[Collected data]
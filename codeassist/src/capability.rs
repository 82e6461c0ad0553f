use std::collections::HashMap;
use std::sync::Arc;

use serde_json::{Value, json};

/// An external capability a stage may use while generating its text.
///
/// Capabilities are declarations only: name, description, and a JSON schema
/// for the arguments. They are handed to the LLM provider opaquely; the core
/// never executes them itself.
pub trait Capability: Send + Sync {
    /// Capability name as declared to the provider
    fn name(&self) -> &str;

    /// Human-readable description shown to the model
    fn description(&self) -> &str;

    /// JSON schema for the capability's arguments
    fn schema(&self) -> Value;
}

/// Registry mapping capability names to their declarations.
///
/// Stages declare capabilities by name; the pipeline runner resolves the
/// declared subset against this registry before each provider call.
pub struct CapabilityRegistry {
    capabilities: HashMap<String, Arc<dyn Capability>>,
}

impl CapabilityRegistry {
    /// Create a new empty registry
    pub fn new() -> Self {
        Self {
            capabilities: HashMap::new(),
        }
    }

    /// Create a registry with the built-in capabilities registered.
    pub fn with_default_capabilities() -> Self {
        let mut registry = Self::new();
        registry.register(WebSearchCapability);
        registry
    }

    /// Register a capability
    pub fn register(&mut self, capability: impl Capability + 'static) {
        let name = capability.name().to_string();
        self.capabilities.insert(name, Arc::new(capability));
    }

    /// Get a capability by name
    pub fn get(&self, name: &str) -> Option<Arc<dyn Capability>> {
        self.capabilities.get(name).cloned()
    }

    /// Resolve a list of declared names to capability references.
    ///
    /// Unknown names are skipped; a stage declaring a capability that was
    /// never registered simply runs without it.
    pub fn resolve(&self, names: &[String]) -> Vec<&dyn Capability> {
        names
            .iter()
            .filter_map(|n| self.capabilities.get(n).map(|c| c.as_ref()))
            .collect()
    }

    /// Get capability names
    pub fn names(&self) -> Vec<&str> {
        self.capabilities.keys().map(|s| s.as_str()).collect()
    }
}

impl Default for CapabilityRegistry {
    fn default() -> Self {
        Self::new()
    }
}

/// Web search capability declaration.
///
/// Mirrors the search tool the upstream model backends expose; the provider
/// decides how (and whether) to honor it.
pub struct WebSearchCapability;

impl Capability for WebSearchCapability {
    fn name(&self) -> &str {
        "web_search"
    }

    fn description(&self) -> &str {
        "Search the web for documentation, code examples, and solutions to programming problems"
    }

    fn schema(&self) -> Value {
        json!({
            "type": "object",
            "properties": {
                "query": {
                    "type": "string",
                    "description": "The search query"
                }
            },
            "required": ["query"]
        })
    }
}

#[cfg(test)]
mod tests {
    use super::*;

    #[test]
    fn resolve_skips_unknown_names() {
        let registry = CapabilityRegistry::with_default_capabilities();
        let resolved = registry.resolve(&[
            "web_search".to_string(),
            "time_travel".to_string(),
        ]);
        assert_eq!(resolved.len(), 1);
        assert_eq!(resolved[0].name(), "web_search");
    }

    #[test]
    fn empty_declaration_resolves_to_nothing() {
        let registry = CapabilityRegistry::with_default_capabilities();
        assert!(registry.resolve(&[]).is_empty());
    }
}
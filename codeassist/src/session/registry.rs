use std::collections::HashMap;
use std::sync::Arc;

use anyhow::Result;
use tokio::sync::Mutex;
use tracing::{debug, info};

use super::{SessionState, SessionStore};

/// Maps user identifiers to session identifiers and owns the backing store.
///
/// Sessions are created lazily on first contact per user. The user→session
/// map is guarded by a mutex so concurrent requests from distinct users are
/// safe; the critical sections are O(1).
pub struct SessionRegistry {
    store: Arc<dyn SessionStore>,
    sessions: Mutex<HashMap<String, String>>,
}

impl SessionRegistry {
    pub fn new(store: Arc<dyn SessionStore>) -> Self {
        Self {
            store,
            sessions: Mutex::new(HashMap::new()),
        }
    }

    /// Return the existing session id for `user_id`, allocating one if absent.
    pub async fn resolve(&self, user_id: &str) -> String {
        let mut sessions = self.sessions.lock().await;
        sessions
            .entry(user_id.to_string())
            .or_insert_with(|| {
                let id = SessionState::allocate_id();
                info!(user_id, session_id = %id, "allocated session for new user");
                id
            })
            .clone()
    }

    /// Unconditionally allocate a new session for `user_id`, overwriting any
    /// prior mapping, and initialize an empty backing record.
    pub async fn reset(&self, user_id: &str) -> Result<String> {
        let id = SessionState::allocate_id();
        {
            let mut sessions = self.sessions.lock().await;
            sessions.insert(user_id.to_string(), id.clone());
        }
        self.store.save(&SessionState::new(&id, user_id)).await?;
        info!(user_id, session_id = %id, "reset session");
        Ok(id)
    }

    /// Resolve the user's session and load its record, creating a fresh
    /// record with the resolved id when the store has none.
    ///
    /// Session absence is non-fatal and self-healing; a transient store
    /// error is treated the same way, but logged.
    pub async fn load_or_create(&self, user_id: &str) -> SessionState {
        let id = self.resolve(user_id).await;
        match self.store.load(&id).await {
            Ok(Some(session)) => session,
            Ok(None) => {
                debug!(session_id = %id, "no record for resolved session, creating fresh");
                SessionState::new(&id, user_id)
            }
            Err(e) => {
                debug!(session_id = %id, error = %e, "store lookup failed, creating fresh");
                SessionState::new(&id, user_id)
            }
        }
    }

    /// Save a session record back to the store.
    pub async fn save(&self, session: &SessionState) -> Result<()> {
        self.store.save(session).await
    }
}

**Problem statement:**
Return every line of the data unchanged.

**Response:**
filename codeassist/src/capability.rs
repository 82e6461c0ad0553f
use std::collections::HashMap;
use std::sync::Arc;

use serde_json::{Value, json};

/// An external capability a stage may use while generating its text.
///
/// Capabilities are declarations only: name, description, and a JSON schema
/// for the arguments. They are handed to the LLM provider opaquely; the core
/// never executes them itself.
pub trait Capability: Send + Sync {
    /// Capability name as declared to the provider
    fn name(&self) -> &str;

    /// Human-readable description shown to the model
    fn description(&self) -> &str;

    /// JSON schema for the capability's arguments
    fn schema(&self) -> Value;
}

/// Registry mapping capability names to their declarations.
///
/// Stages declare capabilities by name; the pipeline runner resolves the
/// declared subset against this registry before each provider call.
pub struct CapabilityRegistry {
    capabilities: HashMap<String, Arc<dyn Capability>>,
}

impl CapabilityRegistry {
    /// Create a new empty registry
    pub fn new() -> Self {
        Self {
            capabilities: HashMap::new(),
        }
    }

    /// Create a registry with the built-in capabilities registered.
    pub fn with_default_capabilities() -> Self {
        let mut registry = Self::new();
        registry.register(WebSearchCapability);
        registry
    }

    /// Register a capability
    pub fn register(&mut self, capability: impl Capability + 'static) {
        let name = capability.name().to_string();
        self.capabilities.insert(name, Arc::new(capability));
    }

    /// Get a capability by name
    pub fn get(&self, name: &str) -> Option<Arc<dyn Capability>> {
        self.capabilities.get(name).cloned()
    }

    /// Resolve a list of declared names to capability references.
    ///
    /// Unknown names are skipped; a stage declaring a capability that was
    /// never registered simply runs without it.
    pub fn resolve(&self, names: &[String]) -> Vec<&dyn Capability> {
        names
            .iter()
            .filter_map(|n| self.capabilities.get(n).map(|c| c.as_ref()))
            .collect()
    }

    /// Get capability names
    pub fn names(&self) -> Vec<&str> {
        self.capabilities.keys().map(|s| s.as_str()).collect()
    }
}

impl Default for CapabilityRegistry {
    fn default() -> Self {
        Self::new()
    }
}

/// Web search capability declaration.
///
/// Mirrors the search tool the upstream model backends expose; the provider
/// decides how (and whether) to honor it.
pub struct WebSearchCapability;

impl Capability for WebSearchCapability {
    fn name(&self) -> &str {
        "web_search"
    }

    fn description(&self) -> &str {
        "Search the web for documentation, code examples, and solutions to programming problems"
    }

    fn schema(&self) -> Value {
        json!({
            "type": "object",
            "properties": {
                "query": {
                    "type": "string",
                    "description": "The search query"
                }
            },
            "required": ["query"]
        })
    }
}

#[cfg(test)]
mod tests {
    use super::*;

    #[test]
    fn resolve_skips_unknown_names() {
        let registry = CapabilityRegistry::with_default_capabilities();
        let resolved = registry.resolve(&[
            "web_search".to_string(),
            "time_travel".to_string(),
        ]);
        assert_eq!(resolved.len(), 1);
        assert_eq!(resolved[0].name(), "web_search");
    }

    #[test]
    fn empty_declaration_resolves_to_nothing() {
        let registry = CapabilityRegistry::with_default_capabilities();
        assert!(registry.resolve(&[]).is_empty());
    }
}
filename codeassist/src/session/registry.rs
use std::collections::HashMap;
use std::sync::Arc;

use anyhow::Result;
use tokio::sync::Mutex;
use tracing::{debug, info};

use super::{SessionState, SessionStore};

/// Maps user identifiers to session identifiers and owns the backing store.
///
/// Sessions are created lazily on first contact per user. The user→session
/// map is guarded by a mutex so concurrent requests from distinct users are
/// safe; the critical sections are O(1).
pub struct SessionRegistry {
    store: Arc<dyn SessionStore>,
    sessions: Mutex<HashMap<String, String>>,
}

impl SessionRegistry {
    pub fn new(store: Arc<dyn SessionStore>) -> Self {
        Self {
            store,
            sessions: Mutex::new(HashMap::new()),
        }
    }

    /// Return the existing session id for `user_id`, allocating one if absent.
    pub async fn resolve(&self, user_id: &str) -> String {
        let mut sessions = self.sessions.lock().await;
        sessions
            .entry(user_id.to_string())
            .or_insert_with(|| {
                let id = SessionState::allocate_id();
                info!(user_id, session_id = %id, "allocated session for new user");
                id
            })
            .clone()
    }

    /// Unconditionally allocate a new session for `user_id`, overwriting any
    /// prior mapping, and initialize an empty backing record.
    pub async fn reset(&self, user_id: &str) -> Result<String> {
        let id = SessionState::allocate_id();
        {
            let mut sessions = self.sessions.lock().await;
            sessions.insert(user_id.to_string(), id.clone());
        }
        self.store.save(&SessionState::new(&id, user_id)).await?;
        info!(user_id, session_id = %id, "reset session");
        Ok(id)
    }

    /// Resolve the user's session and load its record, creating a fresh
    /// record with the resolved id when the store has none.
    ///
    /// Session absence is non-fatal and self-healing; a transient store
    /// error is treated the same way, but logged.
    pub async fn load_or_create(&self, user_id: &str) -> SessionState {
        let id = self.resolve(user_id).await;
        match self.store.load(&id).await {
            Ok(Some(session)) => session,
            Ok(None) => {
                debug!(session_id = %id, "no record for resolved session, creating fresh");
                SessionState::new(&id, user_id)
            }
            Err(e) => {
                debug!(session_id = %id, error = %e, "store lookup failed, creating fresh");
                SessionState::new(&id, user_id)
            }
        }
    }

    /// Save a session record back to the store.
    pub async fn save(&self, session: &SessionState) -> Result<()> {
        self.store.save(session).await
    }
}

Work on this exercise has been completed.